II. – « D'une obligation d'information et de conseil »
Voilà l’obligation que la Cour de cassation affectionne ! Elle va de l’information jusqu’au conseil. Elle ignore la doctrine qui propose souvent un triptyque, rangeant dans 3 concepts tous les faits et actes qui peuvent instruire le client : information, mise en garde et conseil. La Cour paraît éviter ce système cloisonné. L’obligation de la Cour s’étire en accordéon presque à volonté pour obliger jusqu’au conseil. Mais elle peut aussi se compresser, ce qui est par exemple le cas en droit boursier (sauf pour les opérations à terme dites aussi spéculatives). Entre les deux, on peut y insérer l’obligation de mise en garde : plus forte et contraignante que l’information, elle est moindre que le conseil. Ici, la Deuxième Chambre civile étire nettement l’accordéon : le contrat de prêt qui fait croire à une couverture, même si l’assurance stipule l’inverse, engage la responsabilité du banquier.

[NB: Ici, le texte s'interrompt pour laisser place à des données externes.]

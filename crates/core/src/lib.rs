pub mod config;
pub mod dispatch;
pub mod error;
pub mod extract;
pub mod parse;
pub mod platform;
pub mod post;
pub mod render;
pub mod validate;
pub mod walk;

pub use config::{ConvertConfig, ConvertConfigBuilder, DimensionPolicy};
pub use dispatch::{AMP_ORDER, Conversion, Converter, TURBO_ORDER, amp, order, turbo};
pub use error::{EmbedError, ErrorKind, Result};
pub use extract::{facebook, iframe, instagram, playbuzz, twitter, vk, youtube};
pub use parse::Document;
pub use platform::{Dialect, Platform};
pub use post::{FacebookPost, IframePost, InstagramPost, PlaybuzzPost, Post, TwitterPost, VkPost, YoutubePost};
pub use render::render;
#[doc(hidden)]
pub use walk::{Walk, walk};
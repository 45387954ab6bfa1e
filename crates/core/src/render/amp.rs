//! AMP rendering.
//!
//! Every platform maps onto its AMP component. Attributes follow a fixed
//! order: layout and structure, dimensions (width before height),
//! platform data attributes, then the identifying attribute last.

use crate::config::DimensionPolicy;
use crate::post::{FacebookPost, IframePost, InstagramPost, PlaybuzzPost, Post, TwitterPost, VkPost, YoutubePost};

use super::tag::Tag;

/// Size of an `amp-iframe` whose source gave no dimensions.
pub const IFRAME_SIZE: (i64, i64) = (480, 315);

pub const VK_DEFAULT: (i64, i64) = (500, 300);
pub const FACEBOOK_DEFAULT: (i64, i64) = (500, 500);
pub const INSTAGRAM_DEFAULT: (i64, i64) = (400, 400);
pub const TWITTER_DEFAULT: (i64, i64) = (380, 480);
pub const PLAYBUZZ_DEFAULT_HEIGHT: i64 = 500;

/// Renders any post as AMP markup.
pub fn render(post: &Post, dims: DimensionPolicy) -> String {
    match post {
        Post::Vkontakte(p) => vk(p, dims),
        Post::Facebook(p) => facebook(p, dims),
        Post::Instagram(p) => instagram(p, dims),
        Post::Twitter(p) => twitter(p, dims),
        Post::Youtube(p) => youtube(p, dims),
        Post::Iframe(p) => iframe(p),
        Post::Playbuzz(p) => playbuzz(p, dims),
    }
}

pub fn vk(post: &VkPost, dims: DimensionPolicy) -> String {
    Tag::open("amp-vk")
        .dim("width", dims.resolve(post.width, VK_DEFAULT.0))
        .dim("height", dims.resolve(post.height, VK_DEFAULT.1))
        .attr("data-embedtype", "post")
        .attr("layout", "responsive")
        .attr("data-owner-id", post.owner_id)
        .attr("data-post-id", post.post_id)
        .attr("data-hash", &post.hash)
        .close()
}

pub fn facebook(post: &FacebookPost, dims: DimensionPolicy) -> String {
    let tag = Tag::open("amp-facebook")
        .dim("width", dims.resolve(post.width, FACEBOOK_DEFAULT.0))
        .dim("height", dims.resolve(post.height, FACEBOOK_DEFAULT.1))
        .attr("layout", "responsive");
    let tag = if post.is_video { tag.attr("data-embed-as", "video") } else { tag };

    tag.attr("data-href", &post.href).close()
}

pub fn instagram(post: &InstagramPost, dims: DimensionPolicy) -> String {
    Tag::open("amp-instagram")
        .attr("layout", "responsive")
        .dim("width", dims.resolve(post.width, INSTAGRAM_DEFAULT.0))
        .dim("height", dims.resolve(post.height, INSTAGRAM_DEFAULT.1))
        .flag("data-captioned", post.is_captioned)
        .attr("data-shortcode", &post.shortcode)
        .close()
}

pub fn twitter(post: &TwitterPost, dims: DimensionPolicy) -> String {
    Tag::open("amp-twitter")
        .attr("layout", "responsive")
        .dim("width", dims.resolve(post.width, TWITTER_DEFAULT.0))
        .dim("height", dims.resolve(post.height, TWITTER_DEFAULT.1))
        .attr("data-tweetid", &post.status_id)
        .close()
}

pub fn youtube(post: &YoutubePost, dims: DimensionPolicy) -> String {
    Tag::open("amp-youtube")
        .attr("layout", "responsive")
        .dim("width", dims.resolve(post.width, 0))
        .dim("height", dims.resolve(post.height, 0))
        .attr("data-videoid", &post.video_id)
        .close()
}

/// `amp-iframe` requires explicit dimensions, so it always carries them
/// regardless of the dimension policy.
pub fn iframe(post: &IframePost) -> String {
    let (width, height) =
        if post.width > 0 && post.height > 0 { (post.width, post.height) } else { IFRAME_SIZE };

    Tag::open("amp-iframe")
        .attr("width", width)
        .attr("height", height)
        .attr("sandbox", "allow-scripts allow-same-origin")
        .attr("layout", "responsive")
        .attr("frameborder", post.frameborder)
        .flag("allowfullscreen", post.allow_fullscreen)
        .attr("src", &post.src)
        .close()
}

pub fn playbuzz(post: &PlaybuzzPost, dims: DimensionPolicy) -> String {
    Tag::open("amp-playbuzz")
        .attr("layout", "responsive")
        .dim("height", dims.resolve(post.height, PLAYBUZZ_DEFAULT_HEIGHT))
        .attr("data-item", &post.item)
        .close()
}
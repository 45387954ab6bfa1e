//! Output renderers for the two target dialects.
//!
//! Renderers are pure formatting: a record and a dialect in, a markup
//! fragment out. Zero dimensions are never written; whether a platform
//! default replaces them is decided by
//! [`DimensionPolicy`](crate::DimensionPolicy).

pub mod amp;
pub mod tag;
pub mod turbo;

use crate::Result;
use crate::config::ConvertConfig;
use crate::platform::Dialect;
use crate::post::Post;

/// Renders `post` in `dialect`.
pub fn render(post: &Post, dialect: Dialect, config: &ConvertConfig) -> Result<String> {
    match dialect {
        Dialect::Amp => Ok(amp::render(post, config.dimensions)),
        Dialect::Turbo => turbo::render(post, config.dimensions),
    }
}
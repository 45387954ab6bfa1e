mod echo;

use std::fs;
use std::io::{self, Read};
use std::path::PathBuf;
use std::process::ExitCode;
use std::str::FromStr;

use anyhow::Context;
use clap::{CommandFactory, Parser};
use clap_complete::Shell;
use embedkit_core::{Conversion, ConvertConfig, Converter, Dialect, DimensionPolicy, EmbedError, Platform};
use owo_colors::OwoColorize;
use tracing_subscriber::EnvFilter;

use crate::echo::{format_size, print_banner, print_detail, print_error, print_step, print_success};

const VERSION: &str = env!("CARGO_PKG_VERSION");

/// Output format for a conversion
#[derive(Debug, Clone, Copy, PartialEq, Eq)]
enum OutputFormat {
    Html,
    Json,
}

impl FromStr for OutputFormat {
    type Err = String;

    fn from_str(s: &str) -> Result<Self, Self::Err> {
        match s.to_lowercase().as_str() {
            "html" => Ok(Self::Html),
            "json" => Ok(Self::Json),
            _ => Err(format!("Invalid format: {}. Valid options: html, json", s)),
        }
    }
}

/// Convert third-party embed snippets into AMP or Turbo markup
#[derive(Parser, Debug)]
#[command(name = "embedkit")]
#[command(author = "embedkit Contributors")]
#[command(version)]
#[command(about = "Convert embed snippets into AMP and Turbo markup", long_about = None)]
struct Args {
    /// Local HTML file, or "-" for stdin
    #[arg(value_name = "INPUT", required_unless_present = "completions")]
    input: Option<String>,

    /// Target dialect (amp, turbo)
    #[arg(short, long, default_value = "amp", value_name = "DIALECT")]
    dialect: Dialect,

    /// Use a single platform's extractor and report its failure reason
    #[arg(short, long, value_name = "PLATFORM")]
    platform: Option<Platform>,

    /// Output format (html, json)
    #[arg(short, long, default_value = "html", value_name = "FORMAT")]
    format: OutputFormat,

    /// Fill missing dimensions with platform defaults
    #[arg(long)]
    defaults: bool,

    /// Output file (default: stdout)
    #[arg(short, long, value_name = "FILE")]
    output: Option<PathBuf>,

    /// Enable debug logging
    #[arg(short, long)]
    verbose: bool,

    /// Generate shell completion script
    #[arg(long, value_name = "SHELL")]
    completions: Option<Shell>,
}

fn init_tracing(verbose: bool) {
    let default = if verbose { "debug" } else { "warn" };

    tracing_subscriber::fmt()
        .with_env_filter(EnvFilter::try_from_default_env().unwrap_or_else(|_| default.into()))
        .with_writer(io::stderr)
        .init();
}

fn read_input(input: &str) -> anyhow::Result<Vec<u8>> {
    if input == "-" {
        let mut buffer = Vec::new();
        io::stdin().read_to_end(&mut buffer).context("Failed to read from stdin")?;
        Ok(buffer)
    } else {
        fs::read(input).with_context(|| format!("Failed to read file: {}", input))
    }
}

fn convert(args: &Args, html: &[u8]) -> Result<Conversion, EmbedError> {
    let dimensions = if args.defaults { DimensionPolicy::PlatformDefaults } else { DimensionPolicy::Omit };
    let converter = Converter::with_config(ConvertConfig::builder().dimensions(dimensions).build());

    match args.platform {
        Some(platform) => converter.convert_as(platform, html, args.dialect),
        None => converter.convert(html, args.dialect),
    }
}

fn main() -> anyhow::Result<ExitCode> {
    let args = Args::parse();

    if let Some(shell) = args.completions {
        clap_complete::generate(shell, &mut Args::command(), "embedkit", &mut io::stdout());
        return Ok(ExitCode::SUCCESS);
    }

    init_tracing(args.verbose);

    let input = args.input.as_deref().context("INPUT is required")?;

    if args.verbose {
        print_banner();
        print_step(1, 3, &format!("Reading {}", if input == "-" { "stdin" } else { input }));
    }

    let html = read_input(input)?;
    tracing::debug!(input, bytes = html.len(), "read embed snippet");

    if args.verbose {
        print_detail("Size", &format_size(html.len()));
        print_step(2, 3, &format!("Converting to {}", args.dialect));
    }

    let conversion = match convert(&args, &html) {
        Ok(conversion) => conversion,
        Err(e) => {
            tracing::debug!(reason = %e.kind(), "conversion failed");
            print_error(&format!("{}: {}", e.kind(), e));
            return Ok(ExitCode::FAILURE);
        }
    };

    if args.verbose {
        print_detail("Platform", conversion.platform.as_str());
        print_step(3, 3, "Writing output");
    }

    let output = match args.format {
        OutputFormat::Html => format!("{}\n", conversion.output),
        OutputFormat::Json => {
            let json = serde_json::to_string_pretty(&conversion).context("Failed to serialize conversion")?;
            format!("{}\n", json)
        }
    };

    match args.output {
        Some(path) => {
            fs::write(&path, output).with_context(|| format!("Failed to write to file: {}", path.display()))?;
            print_success(&format!("Output written to {}", path.display().bright_white()));
        }
        None => print!("{}", output),
    }

    Ok(ExitCode::SUCCESS)
}
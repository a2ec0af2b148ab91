// Copyright (c) 2025 Ronan LE MEILLAT, SCTG Development
// This file is part of the neasmart-gateway project and is licensed under the
// SCTG Development Non-Commercial License v1.0 (see LICENSE.md for details).

use std::time::Duration;

use serde::{Deserialize, Serialize};

use crate::resilience::CircuitBreakerConfig as BreakerSettings;

/// Circuit breaker thresholds for bus access.
#[derive(Debug, Clone, PartialEq, Eq, Serialize, Deserialize)]
#[serde(default)]
pub struct CircuitBreakerConfig {
    pub failure_threshold: u32,
    pub recovery_timeout_secs: u64,
    pub half_open_max_calls: u32,
}

impl Default for CircuitBreakerConfig {
    fn default() -> Self {
        Self {
            failure_threshold: 5,
            recovery_timeout_secs: 60,
            half_open_max_calls: 3,
        }
    }
}

impl CircuitBreakerConfig {
    pub fn settings(&self) -> BreakerSettings {
        BreakerSettings {
            failure_threshold: self.failure_threshold,
            recovery_timeout: Duration::from_secs(self.recovery_timeout_secs),
            half_open_max_calls: self.half_open_max_calls,
        }
    }
}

Au lecteur de savoir s’il s’agit de pure information ou d’un véritable devoir de conseil, voire d’une obligation intermédiaire. Pour en dire toute l’actualité, remarquons que la Cour utilise encore ce concept dans une autre décision du même jour (pourvoi n°05-13580), pour une affaire très différente mais l’expression est la même
La flexibilité de l’expression est ici démontrée. Elle aboutit à écarter les prétentions du client adhérent. Ce dernier bénéficie en revanche de la règle selon laquelle c’est au professionnel de prouver qu’il a bien informé et conseillé (Civ. 2, 16 juin 2005, p. n° 05-14630, Banque Populaire Lorraine Champagne, inédit). Cette charge de la preuve s’étend autant que l’obligation elle-même, dont on ne sait si l’adhérent averti profite (mais comment il y aurait-t-il ici un client averti au courant de ce contrat d’assurance aussi spécifique ? ; voir cependant pour un adhérent ressemblant à un adhérent averti : Civ. 2, 7 déc. 2006, p. n° 05-19462, Barclays, inédit).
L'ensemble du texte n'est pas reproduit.